**Exercise description**
The listing below is to be output in its exact form.

**Exercise data**
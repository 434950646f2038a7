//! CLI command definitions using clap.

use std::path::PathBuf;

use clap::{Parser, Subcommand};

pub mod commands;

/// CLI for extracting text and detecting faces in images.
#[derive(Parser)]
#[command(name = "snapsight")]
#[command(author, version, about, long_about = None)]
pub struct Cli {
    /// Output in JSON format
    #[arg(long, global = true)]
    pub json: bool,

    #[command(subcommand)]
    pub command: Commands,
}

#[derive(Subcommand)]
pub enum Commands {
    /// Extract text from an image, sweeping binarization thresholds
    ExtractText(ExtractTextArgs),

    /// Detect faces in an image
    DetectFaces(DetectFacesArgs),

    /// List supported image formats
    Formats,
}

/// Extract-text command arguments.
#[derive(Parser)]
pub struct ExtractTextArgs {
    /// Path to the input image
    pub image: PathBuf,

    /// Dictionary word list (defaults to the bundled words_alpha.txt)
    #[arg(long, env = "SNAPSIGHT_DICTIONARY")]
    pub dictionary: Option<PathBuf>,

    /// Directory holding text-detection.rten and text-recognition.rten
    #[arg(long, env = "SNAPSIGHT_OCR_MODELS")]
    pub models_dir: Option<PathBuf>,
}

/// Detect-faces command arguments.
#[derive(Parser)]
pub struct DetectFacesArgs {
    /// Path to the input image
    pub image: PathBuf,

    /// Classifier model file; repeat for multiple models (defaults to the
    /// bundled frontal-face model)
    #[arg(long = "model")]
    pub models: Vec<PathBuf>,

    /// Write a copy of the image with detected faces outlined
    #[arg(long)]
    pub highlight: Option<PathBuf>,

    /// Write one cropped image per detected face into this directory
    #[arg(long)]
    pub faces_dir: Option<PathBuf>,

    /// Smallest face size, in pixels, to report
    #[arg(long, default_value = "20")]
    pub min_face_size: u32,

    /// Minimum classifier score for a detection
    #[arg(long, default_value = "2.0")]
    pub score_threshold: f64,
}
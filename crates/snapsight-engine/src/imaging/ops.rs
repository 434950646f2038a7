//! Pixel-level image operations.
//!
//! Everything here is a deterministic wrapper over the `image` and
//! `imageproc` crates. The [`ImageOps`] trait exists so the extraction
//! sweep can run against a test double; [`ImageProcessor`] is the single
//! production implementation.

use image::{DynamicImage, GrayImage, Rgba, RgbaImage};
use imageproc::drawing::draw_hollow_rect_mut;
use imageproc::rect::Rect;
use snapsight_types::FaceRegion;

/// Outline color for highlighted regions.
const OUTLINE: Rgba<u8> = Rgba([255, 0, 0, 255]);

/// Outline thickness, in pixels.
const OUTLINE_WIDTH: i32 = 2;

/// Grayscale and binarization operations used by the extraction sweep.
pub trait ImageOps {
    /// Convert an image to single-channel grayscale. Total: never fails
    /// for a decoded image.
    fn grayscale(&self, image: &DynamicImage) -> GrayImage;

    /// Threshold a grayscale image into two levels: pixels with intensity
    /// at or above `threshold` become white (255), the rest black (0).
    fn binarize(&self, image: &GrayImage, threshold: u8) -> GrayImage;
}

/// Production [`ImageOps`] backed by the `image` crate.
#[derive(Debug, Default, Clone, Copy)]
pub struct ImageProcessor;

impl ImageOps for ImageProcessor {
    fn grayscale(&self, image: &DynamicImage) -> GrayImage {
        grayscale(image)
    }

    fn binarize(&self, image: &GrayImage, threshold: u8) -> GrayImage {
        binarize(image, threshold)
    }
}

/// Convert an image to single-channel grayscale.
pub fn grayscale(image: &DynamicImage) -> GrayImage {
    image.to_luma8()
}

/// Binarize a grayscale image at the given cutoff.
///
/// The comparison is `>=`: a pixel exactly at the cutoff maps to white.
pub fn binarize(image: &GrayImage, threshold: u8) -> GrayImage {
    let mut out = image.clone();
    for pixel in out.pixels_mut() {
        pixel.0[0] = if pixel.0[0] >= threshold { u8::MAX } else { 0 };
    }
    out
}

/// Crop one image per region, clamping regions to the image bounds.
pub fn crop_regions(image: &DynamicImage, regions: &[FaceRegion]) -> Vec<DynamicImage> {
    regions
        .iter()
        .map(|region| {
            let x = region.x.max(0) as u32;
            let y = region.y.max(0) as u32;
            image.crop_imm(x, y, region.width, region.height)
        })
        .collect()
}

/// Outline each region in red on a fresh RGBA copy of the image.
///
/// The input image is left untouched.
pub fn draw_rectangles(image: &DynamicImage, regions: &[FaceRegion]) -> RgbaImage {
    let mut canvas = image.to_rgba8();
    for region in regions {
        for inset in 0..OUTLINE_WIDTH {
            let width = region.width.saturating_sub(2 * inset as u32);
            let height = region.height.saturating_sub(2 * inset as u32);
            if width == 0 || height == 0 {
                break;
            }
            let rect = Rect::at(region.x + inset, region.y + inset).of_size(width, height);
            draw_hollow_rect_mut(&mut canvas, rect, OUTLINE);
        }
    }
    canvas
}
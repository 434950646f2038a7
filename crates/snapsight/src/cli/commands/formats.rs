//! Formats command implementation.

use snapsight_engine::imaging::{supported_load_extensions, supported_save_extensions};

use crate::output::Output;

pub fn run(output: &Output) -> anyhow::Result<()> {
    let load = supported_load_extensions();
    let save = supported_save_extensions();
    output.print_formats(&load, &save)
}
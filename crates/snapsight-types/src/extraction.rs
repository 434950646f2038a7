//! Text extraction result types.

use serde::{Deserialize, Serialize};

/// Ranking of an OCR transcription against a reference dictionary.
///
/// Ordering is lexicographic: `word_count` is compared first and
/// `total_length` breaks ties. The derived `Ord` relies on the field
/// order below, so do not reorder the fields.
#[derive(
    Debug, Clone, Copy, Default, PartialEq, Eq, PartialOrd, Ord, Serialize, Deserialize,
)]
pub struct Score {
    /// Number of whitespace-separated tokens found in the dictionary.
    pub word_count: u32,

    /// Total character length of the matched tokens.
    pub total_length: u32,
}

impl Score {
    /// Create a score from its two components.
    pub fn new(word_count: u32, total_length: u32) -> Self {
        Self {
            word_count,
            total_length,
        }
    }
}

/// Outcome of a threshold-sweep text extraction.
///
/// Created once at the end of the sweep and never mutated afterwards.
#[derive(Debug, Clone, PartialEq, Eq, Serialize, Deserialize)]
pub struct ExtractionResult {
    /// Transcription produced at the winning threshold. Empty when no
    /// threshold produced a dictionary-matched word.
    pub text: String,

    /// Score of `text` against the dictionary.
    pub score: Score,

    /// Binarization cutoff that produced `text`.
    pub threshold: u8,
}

**Exercise result**
repository 434950646f2038a7
//! CLI command definitions using clap.

use std::path::PathBuf;

use clap::{Parser, Subcommand};

pub mod commands;

/// CLI for extracting text and detecting faces in images.
#[derive(Parser)]
#[command(name = "snapsight")]
#[command(author, version, about, long_about = None)]
pub struct Cli {
    /// Output in JSON format
    #[arg(long, global = true)]
    pub json: bool,

    #[command(subcommand)]
    pub command: Commands,
}

#[derive(Subcommand)]
pub enum Commands {
    /// Extract text from an image, sweeping binarization thresholds
    ExtractText(ExtractTextArgs),

    /// Detect faces in an image
    DetectFaces(DetectFacesArgs),

    /// List supported image formats
    Formats,
}

/// Extract-text command arguments.
#[derive(Parser)]
pub struct ExtractTextArgs {
    /// Path to the input image
    pub image: PathBuf,

    /// Dictionary word list (defaults to the bundled words_alpha.txt)
    #[arg(long, env = "SNAPSIGHT_DICTIONARY")]
    pub dictionary: Option<PathBuf>,

    /// Directory holding text-detection.rten and text-recognition.rten
    #[arg(long, env = "SNAPSIGHT_OCR_MODELS")]
    pub models_dir: Option<PathBuf>,
}

/// Detect-faces command arguments.
#[derive(Parser)]
pub struct DetectFacesArgs {
    /// Path to the input image
    pub image: PathBuf,

    /// Classifier model file; repeat for multiple models (defaults to the
    /// bundled frontal-face model)
    #[arg(long = "model")]
    pub models: Vec<PathBuf>,

    /// Write a copy of the image with detected faces outlined
    #[arg(long)]
    pub highlight: Option<PathBuf>,

    /// Write one cropped image per detected face into this directory
    #[arg(long)]
    pub faces_dir: Option<PathBuf>,

    /// Smallest face size, in pixels, to report
    #[arg(long, default_value = "20")]
    pub min_face_size: u32,

    /// Minimum classifier score for a detection
    #[arg(long, default_value = "2.0")]
    pub score_threshold: f64,
}
filename crates/snapsight-engine/src/imaging/ops.rs
repository 434950646f2038a7
//! Pixel-level image operations.
//!
//! Everything here is a deterministic wrapper over the `image` and
//! `imageproc` crates. The [`ImageOps`] trait exists so the extraction
//! sweep can run against a test double; [`ImageProcessor`] is the single
//! production implementation.

use image::{DynamicImage, GrayImage, Rgba, RgbaImage};
use imageproc::drawing::draw_hollow_rect_mut;
use imageproc::rect::Rect;
use snapsight_types::FaceRegion;

/// Outline color for highlighted regions.
const OUTLINE: Rgba<u8> = Rgba([255, 0, 0, 255]);

/// Outline thickness, in pixels.
const OUTLINE_WIDTH: i32 = 2;

/// Grayscale and binarization operations used by the extraction sweep.
pub trait ImageOps {
    /// Convert an image to single-channel grayscale. Total: never fails
    /// for a decoded image.
    fn grayscale(&self, image: &DynamicImage) -> GrayImage;

    /// Threshold a grayscale image into two levels: pixels with intensity
    /// at or above `threshold` become white (255), the rest black (0).
    fn binarize(&self, image: &GrayImage, threshold: u8) -> GrayImage;
}

/// Production [`ImageOps`] backed by the `image` crate.
#[derive(Debug, Default, Clone, Copy)]
pub struct ImageProcessor;

impl ImageOps for ImageProcessor {
    fn grayscale(&self, image: &DynamicImage) -> GrayImage {
        grayscale(image)
    }

    fn binarize(&self, image: &GrayImage, threshold: u8) -> GrayImage {
        binarize(image, threshold)
    }
}

/// Convert an image to single-channel grayscale.
pub fn grayscale(image: &DynamicImage) -> GrayImage {
    image.to_luma8()
}

/// Binarize a grayscale image at the given cutoff.
///
/// The comparison is `>=`: a pixel exactly at the cutoff maps to white.
pub fn binarize(image: &GrayImage, threshold: u8) -> GrayImage {
    let mut out = image.clone();
    for pixel in out.pixels_mut() {
        pixel.0[0] = if pixel.0[0] >= threshold { u8::MAX } else { 0 };
    }
    out
}

/// Crop one image per region, clamping regions to the image bounds.
pub fn crop_regions(image: &DynamicImage, regions: &[FaceRegion]) -> Vec<DynamicImage> {
    regions
        .iter()
        .map(|region| {
            let x = region.x.max(0) as u32;
            let y = region.y.max(0) as u32;
            image.crop_imm(x, y, region.width, region.height)
        })
        .collect()
}

/// Outline each region in red on a fresh RGBA copy of the image.
///
/// The input image is left untouched.
pub fn draw_rectangles(image: &DynamicImage, regions: &[FaceRegion]) -> RgbaImage {
    let mut canvas = image.to_rgba8();
    for region in regions {
        for inset in 0..OUTLINE_WIDTH {
            let width = region.width.saturating_sub(2 * inset as u32);
            let height = region.height.saturating_sub(2 * inset as u32);
            if width == 0 || height == 0 {
                break;
            }
            let rect = Rect::at(region.x + inset, region.y + inset).of_size(width, height);
            draw_hollow_rect_mut(&mut canvas, rect, OUTLINE);
        }
    }
    canvas
}
repository 434950646f2038a7
filename crates/snapsight/src/cli/commands/formats.rs
//! Formats command implementation.

use snapsight_engine::imaging::{supported_load_extensions, supported_save_extensions};

use crate::output::Output;

pub fn run(output: &Output) -> anyhow::Result<()> {
    let load = supported_load_extensions();
    let save = supported_save_extensions();
    output.print_formats(&load, &save)
}
filename crates/snapsight-types/src/extraction.rs
repository 434950646f2038a7
//! Text extraction result types.

use serde::{Deserialize, Serialize};

/// Ranking of an OCR transcription against a reference dictionary.
///
/// Ordering is lexicographic: `word_count` is compared first and
/// `total_length` breaks ties. The derived `Ord` relies on the field
/// order below, so do not reorder the fields.
#[derive(
    Debug, Clone, Copy, Default, PartialEq, Eq, PartialOrd, Ord, Serialize, Deserialize,
)]
pub struct Score {
    /// Number of whitespace-separated tokens found in the dictionary.
    pub word_count: u32,

    /// Total character length of the matched tokens.
    pub total_length: u32,
}

impl Score {
    /// Create a score from its two components.
    pub fn new(word_count: u32, total_length: u32) -> Self {
        Self {
            word_count,
            total_length,
        }
    }
}

/// Outcome of a threshold-sweep text extraction.
///
/// Created once at the end of the sweep and never mutated afterwards.
#[derive(Debug, Clone, PartialEq, Eq, Serialize, Deserialize)]
pub struct ExtractionResult {
    /// Transcription produced at the winning threshold. Empty when no
    /// threshold produced a dictionary-matched word.
    pub text: String,

    /// Score of `text` against the dictionary.
    pub score: Score,

    /// Binarization cutoff that produced `text`.
    pub threshold: u8,
}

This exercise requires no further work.